Start of Given records
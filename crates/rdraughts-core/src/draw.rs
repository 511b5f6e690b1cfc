//! Draw rule tracking
//!
//! `DrawState` is a persistent value: extending it after a move yields a new
//! state and never touches the original, so sibling search branches cannot
//! leak counter updates into each other. The search checks `draw_reason` at
//! every node, which lets it actively steer toward or away from a draw.

use crate::position::Position;
use crate::types::{Move, PieceKind, Side};
use serde::{Deserialize, Serialize};

/// A position/side pair repeated this many times is a draw
pub const REPETITION_LIMIT: usize = 3;
/// Consecutive non-capturing king moves (plies) before a draw
pub const QUIET_KING_MOVE_LIMIT: u32 = 50;
/// Plies a qualifying low-material endgame may persist unresolved
pub const ENDGAME_MOVE_LIMIT: u32 = 32;

/// Why a position is a draw.
#[derive(Clone, Copy, Debug, PartialEq, Eq)]
pub enum DrawReason {
    /// The same position with the same side to move occurred three times
    Repetition,
    /// 25 moves per side with only quiet king moves
    QuietKingMoves,
    /// A bare-king endgame persisted past its move allowance
    EndgameMaterial,
}

/// Repetition and quiet-move counters, threaded through game play and
/// search as an immutable, copy-extended value.
#[derive(Clone, Debug, Default, PartialEq, Eq, Serialize, Deserialize)]
pub struct DrawState {
    /// Multiset of position hashes (side to move folded into the hash)
    history: Vec<u32>,
    quiet_king_moves: u32,
    endgame_moves: u32,
    endgame_active: bool,
}

impl DrawState {
    /// Fresh state with no history
    pub fn new() -> DrawState {
        DrawState::default()
    }

    /// State at the start of a game whose initial position hashes to `hash`
    pub fn opening(hash: u32) -> DrawState {
        DrawState { history: vec![hash], ..DrawState::default() }
    }

    /// Number of recorded positions
    pub fn history_len(&self) -> usize {
        self.history.len()
    }

    /// State after `side` played `mv`, where `moved` is the kind of the
    /// piece that moved (before any promotion), `pos_after` the resulting
    /// position and `hash_after` its hash with the opponent to move.
    pub fn after_move(
        &self,
        pos_after: &Position,
        mv: &Move,
        moved: PieceKind,
        hash_after: u32,
    ) -> DrawState {
        let mut next = self.clone();
        next.history.push(hash_after);

        if mv.is_capture() || moved == PieceKind::Man {
            next.quiet_king_moves = 0;
        } else {
            next.quiet_king_moves += 1;
        }

        if is_endgame_material(pos_after) {
            next.endgame_moves = if next.endgame_active { next.endgame_moves + 1 } else { 1 };
            next.endgame_active = true;
        } else {
            next.endgame_moves = 0;
            next.endgame_active = false;
        }
        next
    }

    /// The draw reason currently met, if any
    pub fn draw_reason(&self) -> Option<DrawReason> {
        if let Some(&current) = self.history.last() {
            let occurrences = self.history.iter().filter(|&&h| h == current).count();
            if occurrences >= REPETITION_LIMIT {
                return Some(DrawReason::Repetition);
            }
        }
        if self.quiet_king_moves >= QUIET_KING_MOVE_LIMIT {
            return Some(DrawReason::QuietKingMoves);
        }
        if self.endgame_active && self.endgame_moves >= ENDGAME_MOVE_LIMIT {
            return Some(DrawReason::EndgameMaterial);
        }
        None
    }

    /// Whether any draw rule is met
    pub fn is_draw(&self) -> bool {
        self.draw_reason().is_some()
    }
}

/// Qualifying low-material configuration for the endgame move allowance:
/// one side reduced to a bare king, the other holding at most three pieces
/// of which at least one is a king.
pub fn is_endgame_material(pos: &Position) -> bool {
    for side in [Side::Light, Side::Dark] {
        let opp = side.opponent();
        let bare_king = pos.king_count(side) == 1 && pos.man_count(side) == 0;
        let opp_qualifies = pos.piece_count(opp) <= 3 && pos.king_count(opp) >= 1;
        if bare_king && opp_qualifies {
            return true;
        }
    }
    false
}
End of Given records
Task details |
Set down the records again in full. Match them exactly.

Reply |
filename crates/rdraughts-core/src/draw.rs
repository 511b5f6e690b1cfc
//! Draw rule tracking
//!
//! `DrawState` is a persistent value: extending it after a move yields a new
//! state and never touches the original, so sibling search branches cannot
//! leak counter updates into each other. The search checks `draw_reason` at
//! every node, which lets it actively steer toward or away from a draw.

use crate::position::Position;
use crate::types::{Move, PieceKind, Side};
use serde::{Deserialize, Serialize};

/// A position/side pair repeated this many times is a draw
pub const REPETITION_LIMIT: usize = 3;
/// Consecutive non-capturing king moves (plies) before a draw
pub const QUIET_KING_MOVE_LIMIT: u32 = 50;
/// Plies a qualifying low-material endgame may persist unresolved
pub const ENDGAME_MOVE_LIMIT: u32 = 32;

/// Why a position is a draw.
#[derive(Clone, Copy, Debug, PartialEq, Eq)]
pub enum DrawReason {
    /// The same position with the same side to move occurred three times
    Repetition,
    /// 25 moves per side with only quiet king moves
    QuietKingMoves,
    /// A bare-king endgame persisted past its move allowance
    EndgameMaterial,
}

/// Repetition and quiet-move counters, threaded through game play and
/// search as an immutable, copy-extended value.
#[derive(Clone, Debug, Default, PartialEq, Eq, Serialize, Deserialize)]
pub struct DrawState {
    /// Multiset of position hashes (side to move folded into the hash)
    history: Vec<u32>,
    quiet_king_moves: u32,
    endgame_moves: u32,
    endgame_active: bool,
}

impl DrawState {
    /// Fresh state with no history
    pub fn new() -> DrawState {
        DrawState::default()
    }

    /// State at the start of a game whose initial position hashes to `hash`
    pub fn opening(hash: u32) -> DrawState {
        DrawState { history: vec![hash], ..DrawState::default() }
    }

    /// Number of recorded positions
    pub fn history_len(&self) -> usize {
        self.history.len()
    }

    /// State after `side` played `mv`, where `moved` is the kind of the
    /// piece that moved (before any promotion), `pos_after` the resulting
    /// position and `hash_after` its hash with the opponent to move.
    pub fn after_move(
        &self,
        pos_after: &Position,
        mv: &Move,
        moved: PieceKind,
        hash_after: u32,
    ) -> DrawState {
        let mut next = self.clone();
        next.history.push(hash_after);

        if mv.is_capture() || moved == PieceKind::Man {
            next.quiet_king_moves = 0;
        } else {
            next.quiet_king_moves += 1;
        }

        if is_endgame_material(pos_after) {
            next.endgame_moves = if next.endgame_active { next.endgame_moves + 1 } else { 1 };
            next.endgame_active = true;
        } else {
            next.endgame_moves = 0;
            next.endgame_active = false;
        }
        next
    }

    /// The draw reason currently met, if any
    pub fn draw_reason(&self) -> Option<DrawReason> {
        if let Some(&current) = self.history.last() {
            let occurrences = self.history.iter().filter(|&&h| h == current).count();
            if occurrences >= REPETITION_LIMIT {
                return Some(DrawReason::Repetition);
            }
        }
        if self.quiet_king_moves >= QUIET_KING_MOVE_LIMIT {
            return Some(DrawReason::QuietKingMoves);
        }
        if self.endgame_active && self.endgame_moves >= ENDGAME_MOVE_LIMIT {
            return Some(DrawReason::EndgameMaterial);
        }
        None
    }

    /// Whether any draw rule is met
    pub fn is_draw(&self) -> bool {
        self.draw_reason().is_some()
    }
}

/// Qualifying low-material configuration for the endgame move allowance:
/// one side reduced to a bare king, the other holding at most three pieces
/// of which at least one is a king.
pub fn is_endgame_material(pos: &Position) -> bool {
    for side in [Side::Light, Side::Dark] {
        let opp = side.opponent();
        let bare_king = pos.king_count(side) == 1 && pos.man_count(side) == 0;
        let opp_qualifies = pos.piece_count(opp) <= 3 && pos.king_count(opp) >= 1;
        if bare_king && opp_qualifies {
            return true;
        }
    }
    false
}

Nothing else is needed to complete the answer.